Project: Assessing and Extending the Utility of Wearable Device Data for Service Animal Efficacy for U.S. Military Veterans with PTSD

Project: Assessing and Extending the Utility of Wearable Device Data for Service Animal Efficacy for U.S. Military Veterans with PTSD

Overview

Recent estimates suggest that more than 10 percent of recently returning veterans suffer from post-traumatic stress disorder (PTSD) to some degree or another. Service animals for the support of veterans with PTSD have been utilized, but there is a large gap in our knowledge of the efficacy of these animals, despite anecdotal evidence that these animals improve the lives of veterans in a meaningful way.

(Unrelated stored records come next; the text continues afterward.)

//! Run inputs: the ordered job-link list and the candidate memory mapping.
//! Both are loaded once before the session starts; failures here degrade to
//! an empty run rather than a crash, so a bad input file still produces a
//! clean log trail.

use std::fs::File;
use std::path::Path;

use serde_json::{Map, Value};
use thiserror::Error;
use tracing::{info, warn};

#[derive(Error, Debug)]
pub enum InputError {
    #[error("failed to read {path}: {source}")]
    Io {
        path: String,
        #[source]
        source: std::io::Error,
    },

    #[error("failed to parse {path}: {source}")]
    Csv {
        path: String,
        #[source]
        source: csv::Error,
    },

    #[error("{path} is not a JSON object: {source}")]
    Json {
        path: String,
        #[source]
        source: serde_json::Error,
    },

    #[error("{0} has no \"Link\" column")]
    MissingLinkColumn(String),
}

/// Reads the ordered job links from a CSV with a `Link` column. Blank cells
/// are dropped; order is preserved.
pub fn load_job_links(path: &Path) -> Result<Vec<String>, InputError> {
    let display_path = path.display().to_string();
    let file = File::open(path).map_err(|source| InputError::Io {
        path: display_path.clone(),
        source,
    })?;
    let mut reader = csv::Reader::from_reader(file);

    let link_index = reader
        .headers()
        .map_err(|source| InputError::Csv {
            path: display_path.clone(),
            source,
        })?
        .iter()
        .position(|h| h.trim() == "Link")
        .ok_or_else(|| InputError::MissingLinkColumn(display_path.clone()))?;

    let mut links = Vec::new();
    for record in reader.records() {
        let record = record.map_err(|source| InputError::Csv {
            path: display_path.clone(),
            source,
        })?;
        if let Some(link) = record.get(link_index) {
            let link = link.trim();
            if !link.is_empty() {
                links.push(link.to_string());
            }
        }
    }

    info!(count = links.len(), path = %display_path, "loaded job links");
    Ok(links)
}

/// Reads the candidate profile/FAQ mapping. Read-only for the rest of the
/// run.
pub fn load_candidate_memory(path: &Path) -> Result<Map<String, Value>, InputError> {
    let display_path = path.display().to_string();
    let file = File::open(path).map_err(|source| InputError::Io {
        path: display_path.clone(),
        source,
    })?;
    let memory: Map<String, Value> =
        serde_json::from_reader(file).map_err(|source| InputError::Json {
            path: display_path.clone(),
            source,
        })?;

    info!(fields = memory.len(), path = %display_path, "loaded candidate memory");
    Ok(memory)
}

/// Forgiving wrapper used at startup: a missing or broken links file means
/// an empty run, not a crash.
pub fn load_job_links_or_empty(path: &Path) -> Vec<String> {
    match load_job_links(path) {
        Ok(links) => links,
        Err(e) => {
            warn!(error = %e, "could not load job links, continuing with none");
            Vec::new()
        }
    }
}

/// Same policy for the memory file: the planner just gets an empty mapping.
pub fn load_candidate_memory_or_empty(path: &Path) -> Map<String, Value> {
    match load_candidate_memory(path) {
        Ok(memory) => memory,
        Err(e) => {
            warn!(error = %e, "could not load candidate memory, continuing empty");
            Map::new()
        }
    }
}
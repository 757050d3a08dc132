//! Coarse page-identity keys
//!
//! A signature identifies "the same logical page" across planning rounds. It
//! is deliberately coarser than markup hashing: timers, ads and other DOM
//! churn must not look like forward progress, while a route change or a
//! multi-step form advancing its title must.

use url::Url;

/// Stable identity for one observed page.
#[derive(Debug, Clone, PartialEq, Eq, Hash)]
pub struct Signature(String);

impl Signature {
    pub fn as_str(&self) -> &str {
        &self.0
    }
}

impl std::fmt::Display for Signature {
    fn fmt(&self, f: &mut std::fmt::Formatter<'_>) -> std::fmt::Result {
        f.write_str(&self.0)
    }
}

/// Derive a signature from the page address and title.
///
/// The address is normalized by dropping the query string and fragment;
/// the title is trimmed. Deterministic and pure.
pub fn signature(address: &str, title: &str) -> Signature {
    Signature(format!("{}::{}", normalize_address(address), title.trim()))
}

fn normalize_address(address: &str) -> String {
    let trimmed = address.trim();

    if let Ok(mut url) = Url::parse(trimmed) {
        url.set_query(None);
        url.set_fragment(None);
        return url.to_string();
    }

    // Not a parseable URL; fall back to a plain query-string strip
    match trimmed.split_once('?') {
        Some((base, _)) => base.to_string(),
        None => trimmed.to_string(),
    }
}

#[cfg(test)]
mod tests {
    use super::*;

    #[test]
    fn query_string_is_ignored() {
        assert_eq!(
            signature("https://jobs.example.com/apply?utm=email&ref=42", "Apply"),
            signature("https://jobs.example.com/apply", "Apply"),
        );
    }

    #[test]
    fn title_whitespace_is_ignored() {
        assert_eq!(
            signature("https://jobs.example.com/apply", "  Apply \n"),
            signature("https://jobs.example.com/apply", "Apply"),
        );
    }

    #[test]
    fn path_change_is_a_different_page() {
        assert_ne!(
            signature("https://jobs.example.com/apply/step1", "Apply"),
            signature("https://jobs.example.com/apply/step2", "Apply"),
        );
    }

    #[test]
    fn title_change_is_a_different_page() {
        assert_ne!(
            signature("https://jobs.example.com/apply", "Step 1 of 3"),
            signature("https://jobs.example.com/apply", "Step 2 of 3"),
        );
    }

    #[test]
    fn non_url_locators_still_normalize() {
        assert_eq!(
            signature("about:blank?x=1", "t"),
            signature("about:blank", "t"),
        );
    }
}
//! Browser automation boundary
//!
//! The session core never talks to chromiumoxide directly. It consumes the
//! [`PageDriver`] trait, which exposes the handful of primitives the action
//! executor and session loop need, and reports failures through the closed
//! [`DriverError`] kind enum so callers can apply a non-fatal-continue policy
//! with a plain match instead of inspecting library error types.

mod cdp;
mod wrapper;

use std::path::Path;

use async_trait::async_trait;
use thiserror::Error;

pub use cdp::CdpDriver;
pub use wrapper::BrowserWrapper;

/// Errors surfaced by the automation layer, collapsed into a closed set of
/// kinds. Everything the underlying CDP client can throw maps onto one of
/// these.
#[derive(Error, Debug)]
pub enum DriverError {
    #[error("element not found: {0}")]
    NotFound(String),

    #[error("interaction blocked: {0}")]
    Blocked(String),

    #[error("timed out: {0}")]
    Timeout(String),

    #[error("browser error: {0}")]
    Other(String),
}

/// Result type for driver operations
pub type DriverResult<T> = Result<T, DriverError>;

/// Selector scheme, resolved once at the automation boundary.
#[derive(Debug, Clone, Copy, PartialEq, Eq)]
pub enum LocatorScheme {
    Css,
    XPath,
}

/// A locator string tagged with its resolution scheme.
///
/// Planner output carries bare selector strings; the scheme is inferred here
/// so the rest of the core only ever deals in opaque selectors.
#[derive(Debug, Clone, PartialEq, Eq)]
pub struct Locator {
    pub scheme: LocatorScheme,
    pub selector: String,
}

impl Locator {
    /// Tag a raw selector with its scheme. XPath expressions start with `/`
    /// or `(`; everything else is treated as CSS.
    pub fn infer(selector: &str) -> Self {
        let trimmed = selector.trim();
        let scheme = if trimmed.starts_with('/') || trimmed.starts_with('(') {
            LocatorScheme::XPath
        } else {
            LocatorScheme::Css
        };
        Self {
            scheme,
            selector: trimmed.to_string(),
        }
    }
}

impl std::fmt::Display for Locator {
    fn fmt(&self, f: &mut std::fmt::Formatter<'_>) -> std::fmt::Result {
        match self.scheme {
            LocatorScheme::Css => write!(f, "css:{}", self.selector),
            LocatorScheme::XPath => write!(f, "xpath:{}", self.selector),
        }
    }
}

/// One fresh capture of the live page. Never mutated, always superseded by
/// the next observation.
#[derive(Debug, Clone)]
pub struct PageObservation {
    /// Full rendered markup
    pub content: String,
    /// Current address as reported by the page
    pub address: String,
    /// Current page title
    pub title: String,
}

/// Primitives the session core needs from the browser.
///
/// Implemented for real by [`CdpDriver`]; tests substitute scripted mocks.
#[async_trait]
pub trait PageDriver: Send + Sync {
    /// Capture the current markup, address and title.
    async fn observe(&self) -> DriverResult<PageObservation>;

    /// Reset to a single fresh tab and load `url`.
    async fn navigate(&self, url: &str) -> DriverResult<()>;

    /// Scroll the element into view and click it.
    async fn click(&self, locator: &Locator) -> DriverResult<()>;

    /// Focus the element, clear its current value and type `text`.
    async fn fill(&self, locator: &Locator, text: &str) -> DriverResult<()>;

    /// Choose the `<select>` option whose visible text matches.
    async fn select_option(&self, locator: &Locator, option_text: &str) -> DriverResult<()>;

    /// Send a key sequence (e.g. ArrowDown then Enter) to the focused page.
    async fn press_keys(&self, keys: &[&str]) -> DriverResult<()>;

    /// Read the checked state of a checkbox/radio element.
    async fn is_checked(&self, locator: &Locator) -> DriverResult<bool>;

    /// Submit an absolute file path to a file input.
    async fn upload_file(&self, locator: &Locator, path: &Path) -> DriverResult<()>;

    /// Probe for an element without waiting.
    async fn element_present(&self, locator: &Locator) -> bool;

    /// Best-effort dismissal of a cookie-consent overlay. Returns whether an
    /// overlay was found and dismissed.
    async fn dismiss_overlay(&self) -> DriverResult<bool>;

    /// Number of open tabs.
    async fn tab_count(&self) -> DriverResult<usize>;

    /// Switch focus to the most recently opened tab.
    async fn focus_latest_tab(&self) -> DriverResult<()>;

    /// Close every tab except the focused one. Must be safe to call on any
    /// exit path, including after faults.
    async fn reset_tabs(&self) -> DriverResult<()>;
}

#[cfg(test)]
mod tests {
    use super::*;

    #[test]
    fn xpath_locators_are_inferred() {
        assert_eq!(
            Locator::infer("//input[@name='email']").scheme,
            LocatorScheme::XPath
        );
        assert_eq!(Locator::infer("(//button)[2]").scheme, LocatorScheme::XPath);
        assert_eq!(
            Locator::infer("  //div[@id='x']  ").selector,
            "//div[@id='x']"
        );
    }

    #[test]
    fn css_locators_are_inferred() {
        assert_eq!(Locator::infer("#submit").scheme, LocatorScheme::Css);
        assert_eq!(
            Locator::infer("input[name='email']").scheme,
            LocatorScheme::Css
        );
    }
}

This lack of "hard evidence" has made it difficult to develop funding sources, especially federal ones, for the funding of service animals for veterans with PTSD, with or without associate traumatic brain injury (TBI).

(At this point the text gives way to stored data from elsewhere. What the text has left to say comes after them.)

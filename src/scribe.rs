//! Cover-letter artifact generation. Best effort: the session loop logs
//! failures here and carries on.

use std::fs;
use std::path::{Path, PathBuf};

use async_trait::async_trait;
use chrono::Local;
use thiserror::Error;
use tracing::info;

#[derive(Error, Debug)]
pub enum ScribeError {
    #[error("failed to write cover letter: {0}")]
    Io(#[from] std::io::Error),
}

#[async_trait]
pub trait DocumentGenerator: Send + Sync {
    /// Writes the given text out as a standalone artifact and returns where
    /// it landed.
    async fn generate(&self, text: &str) -> Result<PathBuf, ScribeError>;
}

/// Writes plain-text cover letters into the output directory, one file per
/// request, timestamped so repeat letters within a run never clobber each
/// other.
pub struct FileScribe {
    output_dir: PathBuf,
}

impl FileScribe {
    pub fn new(output_dir: &Path) -> Self {
        Self {
            output_dir: output_dir.to_path_buf(),
        }
    }
}

#[async_trait]
impl DocumentGenerator for FileScribe {
    async fn generate(&self, text: &str) -> Result<PathBuf, ScribeError> {
        fs::create_dir_all(&self.output_dir)?;
        let stamp = Local::now().format("%Y-%m-%d_%H%M%S");
        let path = self.output_dir.join(format!("cover_letter_{stamp}.txt"));
        fs::write(&path, text)?;
        info!(path = %path.display(), "cover letter written");
        Ok(path)
    }
}
//! Accumulated job context and plan canonicalization

use serde_json::{Map, Value};

use crate::planner::Action;

/// Job-field data accumulated over one link's planning rounds.
///
/// Each round's `job_summary` is merged in with last-write-wins semantics and
/// the whole map is echoed back to the planner so it can skip re-deriving
/// fields it already produced. Reset to empty at the start of every link.
#[derive(Debug, Clone, Default, PartialEq)]
pub struct JobContext(Map<String, Value>);

impl JobContext {
    pub fn new() -> Self {
        Self::default()
    }

    /// Merge incoming fields: every key present in `incoming` overwrites the
    /// existing value; absent keys are left untouched. No quality comparison
    /// is attempted locally — the planner is instructed to prefer improving
    /// values and is trusted on it.
    pub fn merge(&mut self, incoming: &Map<String, Value>) {
        for (key, value) in incoming {
            self.0.insert(key.clone(), value.clone());
        }
    }

    pub fn get(&self, key: &str) -> Option<&Value> {
        self.0.get(key)
    }

    pub fn is_empty(&self) -> bool {
        self.0.is_empty()
    }

    pub fn as_map(&self) -> &Map<String, Value> {
        &self.0
    }

    /// Immutable copy for outcome recording.
    pub fn snapshot(&self) -> Map<String, Value> {
        self.0.clone()
    }
}

/// Canonical serialization of an action list, used only for equality
/// comparison between rounds — never parsed back.
///
/// Field order is fixed by the `Action` struct definition, so serde_json
/// output is deterministic.
pub fn fingerprint(actions: &[Action]) -> String {
    serde_json::to_string(actions).unwrap_or_default()
}
//! Browser discovery and launch
//!
//! Finds a system Chrome/Chromium (or downloads a managed one), then launches
//! it with a per-run profile directory and flags that keep job portals from
//! flagging the session as automated.

use anyhow::{Context, Result};
use chromiumoxide::browser::{Browser, BrowserConfigBuilder, HeadlessMode};
use chromiumoxide::fetcher::{BrowserFetcher, BrowserFetcherOptions};
use futures::StreamExt;
use std::path::PathBuf;
use std::process::Command;
use std::time::Duration;
use tokio::task;
use tracing::{error, info, trace, warn};

use crate::BrowserConfig;
use crate::browser::BrowserWrapper;

/// RAII guard for the temp profile directory
///
/// Removes the directory on drop unless consumed by `into_path()`, so launch
/// failures never leave orphaned profiles behind.
struct TempDirGuard {
    path: PathBuf,
    keep: bool,
}

impl TempDirGuard {
    fn new(path: PathBuf) -> Result<Self> {
        std::fs::create_dir_all(&path).context("Failed to create user data directory")?;
        Ok(Self { path, keep: false })
    }

    /// Consume the guard and return the path, preventing automatic cleanup.
    /// Called on success; BrowserWrapper owns the directory from then on.
    fn into_path(mut self) -> PathBuf {
        self.keep = true;
        self.path.clone()
    }
}

impl Drop for TempDirGuard {
    fn drop(&mut self) {
        if !self.keep {
            if let Err(e) = std::fs::remove_dir_all(&self.path) {
                warn!("Failed to clean up temp dir {}: {}", self.path.display(), e);
            } else {
                info!(
                    "Cleaned up temp dir after launch failure: {}",
                    self.path.display()
                );
            }
        }
    }
}

/// Find a Chrome/Chromium executable on the system.
pub async fn find_browser_executable() -> Result<PathBuf> {
    // CHROMIUM_PATH overrides all other discovery
    if let Ok(path) = std::env::var("CHROMIUM_PATH") {
        let path = PathBuf::from(path);
        if path.exists() {
            info!("Using browser from CHROMIUM_PATH: {}", path.display());
            return Ok(path);
        }
        warn!(
            "CHROMIUM_PATH points to non-existent file: {}",
            path.display()
        );
    }

    let paths = if cfg!(target_os = "windows") {
        vec![
            r"C:\Program Files\Google\Chrome\Application\chrome.exe",
            r"C:\Program Files (x86)\Google\Chrome\Application\chrome.exe",
            r"C:\Program Files\Chromium\Application\chrome.exe",
        ]
    } else if cfg!(target_os = "macos") {
        vec![
            "/Applications/Google Chrome.app/Contents/MacOS/Google Chrome",
            "/Applications/Chromium.app/Contents/MacOS/Chromium",
            "/opt/homebrew/bin/chromium",
        ]
    } else {
        vec![
            "/usr/bin/google-chrome",
            "/usr/bin/google-chrome-stable",
            "/usr/bin/chromium",
            "/usr/bin/chromium-browser",
            "/snap/bin/chromium",
            "/opt/google/chrome/chrome",
        ]
    };

    for path_str in paths {
        let path = PathBuf::from(path_str);
        if path.exists() {
            info!("Found browser at: {}", path.display());
            return Ok(path);
        }
    }

    if !cfg!(target_os = "windows") {
        for cmd in &["chromium", "chromium-browser", "google-chrome", "chrome"] {
            let output = Command::new("which").arg(cmd).output();
            if let Ok(output) = output
                && output.status.success()
            {
                let path_str = String::from_utf8_lossy(&output.stdout).trim().to_string();
                if !path_str.is_empty() {
                    let path = PathBuf::from(path_str);
                    info!("Found browser using 'which': {}", path.display());
                    return Ok(path);
                }
            }
        }
    }

    warn!("No Chrome/Chromium executable found. Will download and use fetcher.");
    Err(anyhow::anyhow!("Chrome/Chromium executable not found"))
}

/// Download and cache a managed Chromium if none is installed locally.
pub async fn download_managed_browser() -> Result<PathBuf> {
    info!("Downloading managed Chromium browser...");

    let cache_dir = dirs::cache_dir()
        .unwrap_or_else(|| {
            let fallback = std::env::temp_dir().join(".cache");
            warn!(
                "Could not determine system cache directory, using temp fallback: {}",
                fallback.display()
            );
            fallback
        })
        .join("autoapply/chromium");

    std::fs::create_dir_all(&cache_dir).context("Failed to create cache directory")?;

    let fetcher = BrowserFetcher::new(
        BrowserFetcherOptions::builder()
            .with_path(&cache_dir)
            .build()
            .context("Failed to build fetcher options")?,
    );

    let revision_info = fetcher.fetch().await.context("Failed to fetch browser")?;
    info!(
        "Downloaded Chromium to: {}",
        revision_info.folder_path.display()
    );

    Ok(revision_info.executable_path)
}

/// Launch Chrome with a fresh per-run profile and hand back the wrapper that
/// owns process, handler task and profile directory.
pub async fn launch_browser(config: &BrowserConfig) -> Result<BrowserWrapper> {
    let chrome_path = match find_browser_executable().await {
        Ok(path) => path,
        Err(_) => download_managed_browser().await?,
    };

    let user_data_dir_path =
        std::env::temp_dir().join(format!("autoapply_chrome_{}", std::process::id()));

    let temp_guard = TempDirGuard::new(user_data_dir_path)?;
    let user_data_dir = temp_guard.path.clone();

    let mut config_builder = BrowserConfigBuilder::default()
        .request_timeout(Duration::from_secs(30))
        .window_size(config.window.width, config.window.height)
        .user_data_dir(user_data_dir)
        .chrome_executable(chrome_path);

    if config.headless {
        config_builder = config_builder.headless_mode(HeadlessMode::default());
    } else {
        config_builder = config_builder.with_head();
    }

    // Job portals fingerprint automated sessions aggressively; the original
    // launch profile hid the automation switches and started maximized.
    config_builder = config_builder
        .arg("--start-maximized")
        .arg("--disable-blink-features=AutomationControlled")
        .arg("--disable-infobars")
        .arg("--disable-notifications")
        .arg("--no-first-run")
        .arg("--no-default-browser-check")
        .arg("--disable-popup-blocking")
        .arg("--disable-background-networking")
        .arg("--disable-hang-monitor")
        .arg("--disable-prompt-on-repost")
        .arg("--password-store=basic")
        .arg("--use-mock-keychain")
        .arg("--mute-audio");

    if config.disable_security {
        info!("WARNING: Disabling browser security features (disable_security=true)");
        config_builder = config_builder
            .arg("--disable-web-security")
            .arg("--disable-features=IsolateOrigins,site-per-process")
            .arg("--ignore-certificate-errors");
    }

    // Sandboxing does not work in containers (setuid unavailable)
    if should_disable_sandbox() {
        info!("Detected containerized environment, disabling sandbox");
        config_builder = config_builder
            .arg("--no-sandbox")
            .arg("--disable-setuid-sandbox");
    }

    let browser_config = config_builder
        .build()
        .map_err(|e| anyhow::anyhow!("Failed to build browser config: {e}"))?;

    info!("Launching browser");
    let (browser, mut handler) = Browser::launch(browser_config)
        .await
        .context("Failed to launch browser")?;

    let handler_task = task::spawn(async move {
        while let Some(h) = handler.next().await {
            if let Err(e) = h {
                let error_msg = e.to_string();

                // Chrome sends CDP events chromiumoxide doesn't recognize;
                // those deserialization failures are noise, not faults.
                let is_benign_serialization_error = error_msg
                    .contains("data did not match any variant of untagged enum Message")
                    || error_msg.contains("Failed to deserialize WS response");

                if !is_benign_serialization_error {
                    error!("Browser handler error: {:?}", e);
                } else {
                    trace!("Suppressed benign CDP serialization error: {}", error_msg);
                }
            }
        }
        info!("Browser handler task completed");
    });

    let user_data_dir = temp_guard.into_path();

    Ok(BrowserWrapper::new(browser, handler_task, user_data_dir))
}

/// Detect if running in a containerized environment (Docker, k8s, etc.)
fn should_disable_sandbox() -> bool {
    std::path::Path::new("/.dockerenv").exists()
        || std::env::var("container").is_ok()
        || std::env::var("KUBERNETES_SERVICE_HOST").is_ok()
}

In analyzing this problem, a local solution existed that would allow the existing 1Data platform to collate information from human and dog wearables, from Garmin and FitBark, respectively.

By comparing data from these devices, synced to specific times, along with journal information from veterans, we can compare frequencies of interventions from animals with reports of efficacy and verify efficacy.

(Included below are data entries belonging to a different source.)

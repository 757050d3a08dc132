//! Per-link stagnation tracking
//!
//! Counts consecutive planning rounds that observed the same page signature.
//! Signature equality is the authoritative signal: a planner can vary its
//! wording (and its selectors) while making no real progress, so comparing
//! plans alone is not enough. The last plan fingerprint is kept as a
//! secondary cross-check and only ever logged.

use tracing::debug;

use super::signature::Signature;

/// What one round of observation told us.
#[derive(Debug, Clone, Copy, PartialEq, Eq)]
pub struct Progress {
    /// True when the page changed since the previous round
    pub progressed: bool,
    /// 1-based count of consecutive rounds on the current signature
    pub attempt: u32,
}

/// Tracks consecutive same-signature rounds for one job link.
///
/// Scoped to exactly one link; the session loop creates a fresh detector per
/// link so state never leaks between links.
#[derive(Debug, Default)]
pub struct StagnationDetector {
    last_signature: Option<Signature>,
    consecutive: u32,
    last_fingerprint: Option<String>,
}

impl StagnationDetector {
    pub fn new() -> Self {
        Self::default()
    }

    /// Record this round's signature and report progress.
    pub fn observe(&mut self, signature: &Signature) -> Progress {
        if self.last_signature.as_ref() == Some(signature) {
            self.consecutive += 1;
            Progress {
                progressed: false,
                attempt: self.consecutive,
            }
        } else {
            self.last_signature = Some(signature.clone());
            self.consecutive = 1;
            Progress {
                progressed: true,
                attempt: 1,
            }
        }
    }

    /// Secondary cross-check: remember the plan fingerprint and report
    /// whether it repeated the previous round's. Informational only.
    pub fn note_fingerprint(&mut self, fingerprint: String) -> bool {
        let repeated = self.last_fingerprint.as_deref() == Some(fingerprint.as_str());
        if repeated {
            debug!("Planner repeated an identical action list");
        }
        self.last_fingerprint = Some(fingerprint);
        repeated
    }
}

#[cfg(test)]
mod tests {
    use super::*;
    use crate::session::signature::signature;

    #[test]
    fn same_signature_counts_up() {
        let mut detector = StagnationDetector::new();
        let sig = signature("https://jobs.example.com/apply", "Apply");

        let p1 = detector.observe(&sig);
        assert_eq!((p1.progressed, p1.attempt), (true, 1));

        let p2 = detector.observe(&sig);
        assert_eq!((p2.progressed, p2.attempt), (false, 2));

        let p3 = detector.observe(&sig);
        assert_eq!((p3.progressed, p3.attempt), (false, 3));
    }

    #[test]
    fn new_signature_resets_the_count() {
        let mut detector = StagnationDetector::new();
        let step1 = signature("https://jobs.example.com/apply", "Step 1");
        let step2 = signature("https://jobs.example.com/apply", "Step 2");

        detector.observe(&step1);
        detector.observe(&step1);
        let p = detector.observe(&step2);
        assert_eq!((p.progressed, p.attempt), (true, 1));

        // And going back still counts from one
        let p = detector.observe(&step1);
        assert_eq!((p.progressed, p.attempt), (true, 1));
    }

    #[test]
    fn fingerprint_repeats_are_reported() {
        let mut detector = StagnationDetector::new();
        assert!(!detector.note_fingerprint("abc".into()));
        assert!(detector.note_fingerprint("abc".into()));
        assert!(!detector.note_fingerprint("def".into()));
    }
}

One key problem, for example, lies in the ability of animals to successfully intervene in interrupted sleep from nightmares/night terrors, where a successful effort by the animal might not be noted in journals but should be detected by a combination of information from the dog and human wearables However, this has not been examined. The 1Data framework should allow for the relatively easy integration and examination of this data.

Long-term, the goal of this project is to extend the utility of service animals by using data from their wearables to develop applications that monitor the dog activity and note cases where intervention and health checks for veterans would be indicated.